WHAT THE TASK REQUIRES
Report all lines in the records that hold the string "PostgrestStore".

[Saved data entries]
# # # # #

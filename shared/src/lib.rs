use chrono::{DateTime, Utc};
use serde::{Deserialize, Serialize};
use uuid::Uuid;

/// Path of the todo collection, shared by the router and the browser client.
pub const TODO_API_PATH: &str = "/api/todo";

/// Path of the change-notification stream.
pub const TODO_EVENTS_PATH: &str = "/api/todo/events";

/// A todo as the API exposes it.
#[derive(Debug, Clone, PartialEq, Serialize, Deserialize)]
#[serde(rename_all = "camelCase")]
pub struct Todo {
    pub id: Uuid,
    #[serde(rename = "todo")]
    pub text: String,
    #[serde(rename = "isCompleted")]
    pub completed: bool,
    pub created_at: DateTime<Utc>,
}

impl Todo {
    /// Case-insensitive substring match used by the list filter.
    pub fn matches_filter(&self, filter: &str) -> bool {
        matches_filter(&self.text, filter)
    }
}

#[derive(Debug, Clone, Default, PartialEq, Serialize, Deserialize)]
pub struct CreateTodoRequest {
    #[serde(default)]
    pub text: String,
    #[serde(default, skip_serializing_if = "Option::is_none")]
    pub completed: Option<bool>,
}

#[derive(Debug, Clone, Default, PartialEq, Serialize, Deserialize)]
pub struct UpdateTodoRequest {
    #[serde(default, skip_serializing_if = "Option::is_none")]
    pub text: Option<String>,
    #[serde(default, skip_serializing_if = "Option::is_none")]
    pub completed: Option<bool>,
}

impl UpdateTodoRequest {
    pub fn text(text: impl Into<String>) -> Self {
        Self {
            text: Some(text.into()),
            completed: None,
        }
    }

    pub fn completed(completed: bool) -> Self {
        Self {
            text: None,
            completed: Some(completed),
        }
    }

    pub fn is_empty(&self) -> bool {
        self.text.is_none() && self.completed.is_none()
    }
}

/// Body of a successful create or update.
#[derive(Debug, Clone, Serialize, Deserialize)]
pub struct TodoResponse {
    pub success: bool,
    pub todo: Todo,
}

/// Body of a successful delete.
#[derive(Debug, Clone, Serialize, Deserialize)]
pub struct DeleteResponse {
    pub success: bool,
}

/// Body of every error response.
#[derive(Debug, Clone, Serialize, Deserialize)]
pub struct ErrorBody {
    pub success: bool,
    pub error: String,
}

impl ErrorBody {
    pub fn new(error: impl Into<String>) -> Self {
        Self {
            success: false,
            error: error.into(),
        }
    }
}

#[derive(Debug, Clone, Copy, PartialEq, Eq, Serialize, Deserialize)]
#[serde(rename_all = "lowercase")]
pub enum ChangeKind {
    Insert,
    Update,
    Delete,
}

/// Payload of one change-stream event. Receivers treat every event as a
/// signal to re-fetch; the payload is informational.
#[derive(Debug, Clone, Copy, PartialEq, Eq, Serialize, Deserialize)]
pub struct ChangeEvent {
    pub kind: ChangeKind,
    pub id: Uuid,
}

#[derive(Debug, Clone, PartialEq, Eq, thiserror::Error)]
#[error("text required")]
pub struct EmptyText;

/// Trims `raw` and rejects it if nothing is left.
pub fn normalize_text(raw: &str) -> Result<String, EmptyText> {
    let trimmed = raw.trim();
    if trimmed.is_empty() {
        Err(EmptyText)
    } else {
        Ok(trimmed.to_string())
    }
}

pub fn matches_filter(text: &str, filter: &str) -> bool {
    filter.is_empty() || text.to_lowercase().contains(&filter.to_lowercase())
}
use std::process::ExitCode;
use std::sync::Arc;

use anyhow::Context;
use todo_backend::telemetry::{self, LogFormat};
use todo_backend::{app, AppState, Config, PostgrestStore, TodoService};

#[tokio::main]
async fn main() -> ExitCode {
    telemetry::init(LogFormat::from_env());

    match run().await {
        Ok(()) => ExitCode::SUCCESS,
        Err(err) => {
            tracing::error!("server failed: {err:#}");
            ExitCode::FAILURE
        }
    }
}

async fn run() -> anyhow::Result<()> {
    let config = Config::from_env().context("invalid configuration")?;
    tracing::info!(?config, "loaded configuration");

    let store = PostgrestStore::connect(&config.store_url, &config.store_key, &config.table)
        .context("failed to initialize store client")?;
    let state = AppState::new(TodoService::new(Arc::new(store)));
    let app = app(state, &config.static_dir);

    let listener = tokio::net::TcpListener::bind(config.bind_addr)
        .await
        .with_context(|| format!("failed to bind {}", config.bind_addr))?;
    tracing::info!(addr = %config.bind_addr, "server listening");

    axum::serve(listener, app)
        .with_graceful_shutdown(shutdown_signal())
        .await
        .context("server error")?;

    tracing::info!("server stopped");
    Ok(())
}

async fn shutdown_signal() {
    let ctrl_c = async {
        if let Err(err) = tokio::signal::ctrl_c().await {
            tracing::warn!(error = %err, "failed to listen for ctrl-c");
            std::future::pending::<()>().await;
        }
    };

    #[cfg(unix)]
    let terminate = async {
        match tokio::signal::unix::signal(tokio::signal::unix::SignalKind::terminate()) {
            Ok(mut stream) => {
                stream.recv().await;
            }
            Err(err) => {
                tracing::warn!(error = %err, "failed to listen for SIGTERM");
                std::future::pending::<()>().await;
            }
        }
    };

    #[cfg(not(unix))]
    let terminate = std::future::pending::<()>();

    tokio::select! {
        _ = ctrl_c => {},
        _ = terminate => {},
    }
    tracing::info!("shutdown signal received");
}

# # # # #

RESPONSE BOX
use todo_backend::{app, AppState, Config, PostgrestStore, TodoService};
    let store = PostgrestStore::connect(&config.store_url, &config.store_key, &config.table)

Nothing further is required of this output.